Just Give Them Water Filters And Whatnot

Infant and child mortality has fallen precipitously in the last few centuries, and life expectancy has increased dramatically. We have made a lot of progress in the protection of public health, but we are still wasting staggering amounts of life that gets snuffed out early by disease and war. Consider diarrhea, which is an inconvenience in wealthy countries but a matter of life and death for some of the poorest people in the world. As the CDC reports, “Diarrhea kills 2,195 children every day—more than AIDS, malaria, and measles combined.” We can reduce this by letting people cross borders.

A Malthusian or a misanthrope or a representative of the more extreme strains of environmentalists might respond “good,” repeating with Ebenezer Scrooge, “If they would rather die they had better do it, and decrease the surplus population.” As I wrote a few years ago for Forbes, there is no such thing as a “surplus population.” Every baby born brings into the world an extra mouth to feed, it is true, and a pair of hands that aren’t as productive as the hands of his older brothers and sisters thanks to the iron law of diminishing marginal returns, but he brings—most crucially—a brain with which to have new ideas, with which to solve important problems, with which to create great artwork or great music or a great new way to score touchdowns on third-and-three if the defense is guarding against the read option.

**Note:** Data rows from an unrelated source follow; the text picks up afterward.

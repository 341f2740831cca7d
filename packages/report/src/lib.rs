#![cfg_attr(feature = "fail-on-warnings", deny(warnings))]
#![warn(clippy::all, clippy::pedantic, clippy::nursery, clippy::cargo)]
#![allow(clippy::multiple_crate_versions, clippy::cargo_common_metadata)]

//! Filter composition and aggregation engine for collision reports.
//!
//! One report request flows through [`filter::apply`] to narrow the
//! shared dataset, then through the [`aggregate`] and [`sample`] builders
//! to produce the chart-data views. [`build_report`] orchestrates the
//! whole cycle. Every step is a synchronous pure computation over the
//! in-memory dataset; nothing here mutates shared state or aborts the
//! request on missing data.

pub mod aggregate;
pub mod filter;
pub mod sample;

use collision_insights_dataset::Dataset;
use collision_insights_report_models::{FilterCriteria, Report, TimeGranularity};

/// How many vehicle categories the report's ranking keeps.
pub const DEFAULT_TOP_CATEGORIES: usize = 5;

/// Applies the criteria and computes every aggregate view in one pass.
///
/// The time series is bucketed monthly when the criteria pin down exactly
/// one year (the per-month breakdown the original dashboard shows for a
/// single-year report) and yearly otherwise. The location sample uses the
/// default cap and seed; call the [`sample`] builder directly to override
/// them.
#[must_use]
pub fn build_report(dataset: &Dataset, criteria: &FilterCriteria) -> Report {
    build_report_with(
        dataset,
        criteria,
        sample::DEFAULT_SAMPLE_CAP,
        sample::DEFAULT_SAMPLE_SEED,
    )
}

/// [`build_report`] with an explicit sample cap and seed.
#[must_use]
pub fn build_report_with(
    dataset: &Dataset,
    criteria: &FilterCriteria,
    sample_cap: usize,
    sample_seed: u64,
) -> Report {
    let view = filter::apply(dataset, criteria);

    let time_granularity = if criteria.years.len() == 1 {
        TimeGranularity::Monthly
    } else {
        TimeGranularity::Yearly
    };

    let no_matches = view.is_empty();
    if no_matches {
        log::debug!("Report request matched zero of {} records", dataset.len());
    }

    Report {
        no_matches,
        summary: view.summary(),
        by_borough: aggregate::by_borough(&view),
        time_granularity,
        over_time: aggregate::by_period(&view, time_granularity),
        by_day_hour: aggregate::by_day_hour(&view),
        top_vehicle_categories: aggregate::top_vehicle_categories(
            &view,
            DEFAULT_TOP_CATEGORIES,
        ),
        location_sample: sample::location_sample(&view, sample_cap, sample_seed),
    }
}

#[cfg(test)]
mod tests {
    use super::*;
    use chrono::{Datelike as _, NaiveDate, NaiveTime};
    use collision_insights_collision_models::{
        Borough, CollisionRecord, InjuryType, VehicleCategory,
    };

    fn record(borough: Borough, date: &str, time: &str, category: VehicleCategory) -> CollisionRecord {
        let crash_date = NaiveDate::parse_from_str(date, "%Y-%m-%d").ok();
        CollisionRecord {
            borough: Some(borough),
            crash_date,
            crash_time: NaiveTime::parse_from_str(time, "%H:%M").ok(),
            year: crash_date.map(|d| d.year()),
            raw_vehicle_type: None,
            vehicle_category: category,
            contributing_factor: Some("Unspecified".to_string()),
            injury_type: Some(InjuryType::Motorist),
            latitude: Some(40.7),
            longitude: Some(-73.9),
            persons_injured: 1,
            pedestrians_injured: 0,
            cyclists_injured: 0,
        }
    }

    fn sample_dataset() -> Dataset {
        Dataset::from_records(vec![
            record(Borough::Brooklyn, "2021-07-04", "09:00", VehicleCategory::Taxi),
            record(Borough::Brooklyn, "2021-08-10", "17:30", VehicleCategory::Suv),
            record(Borough::Queens, "2022-01-15", "08:05", VehicleCategory::Bus),
        ])
    }

    #[test]
    fn full_report_over_unfiltered_data() {
        let dataset = sample_dataset();
        let report = build_report(&dataset, &FilterCriteria::default());

        assert!(!report.no_matches);
        assert_eq!(report.summary.total_crashes, 3);
        assert_eq!(report.time_granularity, TimeGranularity::Yearly);
        assert!(report.by_borough.data().is_some());
        assert!(report.over_time.data().is_some());
        assert!(report.by_day_hour.data().is_some());
        assert!(report.location_sample.data().is_some());
    }

    #[test]
    fn single_year_criteria_switches_to_monthly() {
        let dataset = sample_dataset();
        let criteria = FilterCriteria {
            years: vec![2021],
            ..FilterCriteria::default()
        };
        let report = build_report(&dataset, &criteria);

        assert_eq!(report.time_granularity, TimeGranularity::Monthly);
        let periods = report.over_time.data().expect("monthly series");
        assert_eq!(periods.len(), 2);
        assert_eq!(periods[0].period, "2021-07");
    }

    #[test]
    fn zero_matches_sets_the_flag_and_degrades_aggregates() {
        let dataset = sample_dataset();
        let criteria = FilterCriteria {
            boroughs: vec![Borough::StatenIsland],
            ..FilterCriteria::default()
        };
        let report = build_report(&dataset, &criteria);

        assert!(report.no_matches);
        assert_eq!(report.summary.total_crashes, 0);
        assert!(report.by_borough.is_insufficient());
        assert!(report.over_time.is_insufficient());
        assert!(report.by_day_hour.is_insufficient());
        assert!(report.top_vehicle_categories.is_insufficient());
        assert!(report.location_sample.is_insufficient());
    }

    #[test]
    fn empty_dataset_produces_a_degraded_report_not_an_error() {
        let report = build_report(&Dataset::empty(), &FilterCriteria::default());
        assert!(report.no_matches);
        assert_eq!(report.summary.total_crashes, 0);
        assert!(report.location_sample.is_insufficient());
    }

    #[test]
    fn interpreted_query_drives_the_report() {
        let dataset = sample_dataset();
        let mut criteria = FilterCriteria::default();
        criteria.merge_query(&collision_insights_query::interpret(
            "brooklyn 2021 motorist",
        ));
        let report = build_report(&dataset, &criteria);

        assert!(!report.no_matches);
        assert_eq!(report.summary.total_crashes, 2);
        assert_eq!(report.time_granularity, TimeGranularity::Monthly);
    }
}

I once looked through 19th-century health inspector reports for a project, and I was really surprised and saddened by just how high mortality was. I’m saddened today by the degree to which children die of easily-preventable diseases in poor countries. I wonder: what would we enjoy today had infant and child mortality been lower in 1884?

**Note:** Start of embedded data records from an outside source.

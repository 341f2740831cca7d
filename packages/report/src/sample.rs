//! Deterministic location sampling for map rendering.
//!
//! Plotting every record is a rendering cost problem, not a correctness
//! one, so the map view draws a bounded reservoir sample of records with
//! plausible coordinates. The sample is driven by a seeded deterministic
//! generator: the same filtered view and seed always produce the same
//! points, which keeps report output reproducible across requests.

use collision_insights_report_models::{AggregateResult, MapPoint};

use crate::filter::FilteredView;

/// Default cap on sampled points.
pub const DEFAULT_SAMPLE_CAP: usize = 5000;

/// Default sampling seed.
pub const DEFAULT_SAMPLE_SEED: u64 = 42;

/// `SplitMix64` — a tiny deterministic generator, sufficient for
/// unbiased reservoir index selection. (Sequence quality requirements
/// here are minimal; reproducibility is the point.)
struct SplitMix64(u64);

impl SplitMix64 {
    const fn new(seed: u64) -> Self {
        Self(seed)
    }

    fn next(&mut self) -> u64 {
        self.0 = self.0.wrapping_add(0x9E37_79B9_7F4A_7C15);
        let mut z = self.0;
        z = (z ^ (z >> 30)).wrapping_mul(0xBF58_476D_1CE4_E5B9);
        z = (z ^ (z >> 27)).wrapping_mul(0x94D0_49BB_1331_11EB);
        z ^ (z >> 31)
    }
}

/// Draws up to `cap` map points from the view's records with plausible
/// coordinates, via Algorithm R reservoir sampling.
///
/// Degrades to `Insufficient` when the coordinate columns are missing or
/// no record has a plausible location.
#[must_use]
pub fn location_sample(
    view: &FilteredView<'_>,
    cap: usize,
    seed: u64,
) -> AggregateResult<Vec<MapPoint>> {
    if !view.columns().location {
        return AggregateResult::Insufficient {
            reason: "coordinate columns not loaded".to_string(),
        };
    }
    if cap == 0 {
        return AggregateResult::Insufficient {
            reason: "sample size is zero".to_string(),
        };
    }

    let mut rng = SplitMix64::new(seed);
    let mut reservoir: Vec<MapPoint> = Vec::with_capacity(cap.min(view.len()));
    let mut seen: u64 = 0;

    for record in view.records() {
        let Some((latitude, longitude)) = record.plausible_location() else {
            continue;
        };
        let point = MapPoint {
            latitude,
            longitude,
            persons_injured: record.persons_injured,
        };

        seen += 1;
        if reservoir.len() < cap {
            reservoir.push(point);
        } else {
            #[allow(clippy::cast_possible_truncation)]
            let slot = (rng.next() % seen) as usize;
            if slot < cap {
                reservoir[slot] = point;
            }
        }
    }

    if reservoir.is_empty() {
        return AggregateResult::Insufficient {
            reason: "no records with plausible coordinates".to_string(),
        };
    }

    AggregateResult::Data { data: reservoir }
}
//! Field parsing utilities for the collision CSV export.
//!
//! The source file is a pandas export, so numeric columns may carry a
//! trailing `.0` and date formats vary between the raw open-data dump
//! and re-exported copies. Every parser here degrades to `None` rather
//! than erroring.

use chrono::{Datelike, NaiveDate, NaiveTime};

/// Parses a crash date in either the open-data `%m/%d/%Y` format or the
/// ISO `%Y-%m-%d` format.
#[must_use]
pub fn parse_crash_date(s: &str) -> Option<NaiveDate> {
    let s = s.trim();
    if s.is_empty() {
        return None;
    }
    // Exports sometimes carry a midnight timestamp on the date column.
    let date_part = s.split_whitespace().next()?;
    if let Ok(date) = NaiveDate::parse_from_str(date_part, "%m/%d/%Y") {
        return Some(date);
    }
    NaiveDate::parse_from_str(date_part, "%Y-%m-%d").ok()
}

/// Parses a crash time in `%H:%M` or `%H:%M:%S` format.
#[must_use]
pub fn parse_crash_time(s: &str) -> Option<NaiveTime> {
    let s = s.trim();
    if s.is_empty() {
        return None;
    }
    if let Ok(time) = NaiveTime::parse_from_str(s, "%H:%M:%S") {
        return Some(time);
    }
    NaiveTime::parse_from_str(s, "%H:%M").ok()
}

/// Parses an integer column that may be rendered as a float (`"2021.0"`).
#[must_use]
#[allow(clippy::cast_possible_truncation)]
pub fn parse_int(s: &str) -> Option<i64> {
    let s = s.trim();
    if s.is_empty() {
        return None;
    }
    if let Ok(n) = s.parse::<i64>() {
        return Some(n);
    }
    s.parse::<f64>()
        .ok()
        .filter(|f| f.is_finite() && f.fract() == 0.0)
        .map(|f| f as i64)
}

/// Parses a non-negative count column, defaulting to 0 for missing or
/// unparseable values.
#[must_use]
pub fn parse_count(s: &str) -> u32 {
    parse_int(s)
        .and_then(|n| u32::try_from(n).ok())
        .unwrap_or(0)
}

/// Parses an optional coordinate field.
#[must_use]
pub fn parse_coord(s: &str) -> Option<f64> {
    let s = s.trim();
    if s.is_empty() {
        return None;
    }
    s.parse::<f64>().ok().filter(|f| f.is_finite())
}

/// Derives the crash year: prefer the parsed date, fall back to the
/// source's own year column.
#[must_use]
pub fn derive_year(date: Option<NaiveDate>, year_column: Option<&str>) -> Option<i32> {
    if let Some(date) = date {
        return Some(date.year());
    }
    year_column
        .and_then(|s| parse_int(s))
        .and_then(|n| i32::try_from(n).ok())
}

#[cfg(test)]
mod tests {
    use super::*;

    #[test]
    fn parses_open_data_date() {
        let date = parse_crash_date("07/04/2021").unwrap();
        assert_eq!(date, NaiveDate::from_ymd_opt(2021, 7, 4).unwrap());
    }

    #[test]
    fn parses_iso_date_with_timestamp() {
        let date = parse_crash_date("2021-07-04 00:00:00").unwrap();
        assert_eq!(date, NaiveDate::from_ymd_opt(2021, 7, 4).unwrap());
    }

    #[test]
    fn rejects_garbage_date() {
        assert!(parse_crash_date("not-a-date").is_none());
        assert!(parse_crash_date("").is_none());
    }

    #[test]
    fn parses_times() {
        assert_eq!(
            parse_crash_time("14:30"),
            NaiveTime::from_hms_opt(14, 30, 0)
        );
        assert_eq!(
            parse_crash_time("14:30:15"),
            NaiveTime::from_hms_opt(14, 30, 15)
        );
        assert!(parse_crash_time("25:00").is_none());
    }

    #[test]
    fn parses_pandas_floats_as_ints() {
        assert_eq!(parse_int("2021"), Some(2021));
        assert_eq!(parse_int("2021.0"), Some(2021));
        assert_eq!(parse_int("2021.5"), None);
        assert_eq!(parse_int(""), None);
    }

    #[test]
    fn counts_default_to_zero() {
        assert_eq!(parse_count("3"), 3);
        assert_eq!(parse_count("3.0"), 3);
        assert_eq!(parse_count(""), 0);
        assert_eq!(parse_count("-1"), 0);
    }

    #[test]
    fn derives_year_from_date_first() {
        let date = NaiveDate::from_ymd_opt(2019, 3, 1);
        assert_eq!(derive_year(date, Some("2021")), Some(2019));
        assert_eq!(derive_year(None, Some("2021.0")), Some(2021));
        assert_eq!(derive_year(None, None), None);
    }
}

What poems weren’t written, what tools weren’t invented, what songs weren’t sung, and what land wasn’t tilled because so many people died in infancy or early childhood?

What will our children miss out on because what for them is a stomach ache and a few doses of Pepto-Bismol is a death sentence for their counterparts a few thousand miles away?

We are wasting massive amounts of what economists call human capital—the mental abilities and skills people use to produce goods and services—because of the global disease environment. It looks at first like it would be an easy fix: just give them water filters and whatnot, and provide them with the governance capacity to develop high-quality infrastructure. That’s a lot easier said than done, and it’s much easier blogged about from the comfort of an Alabama Starbucks than implemented on the ground.

For all the faults of western governments, we at least do public infrastructure reasonably well (the Jefferson County, Alabama bankruptcy notwithstanding). Rather than focusing our attention on going over there in order to “fix” their infrastructure and do for them what they can and should be able to do for themselves, we would do far better to work on finding ways to help them come over here. Permanently.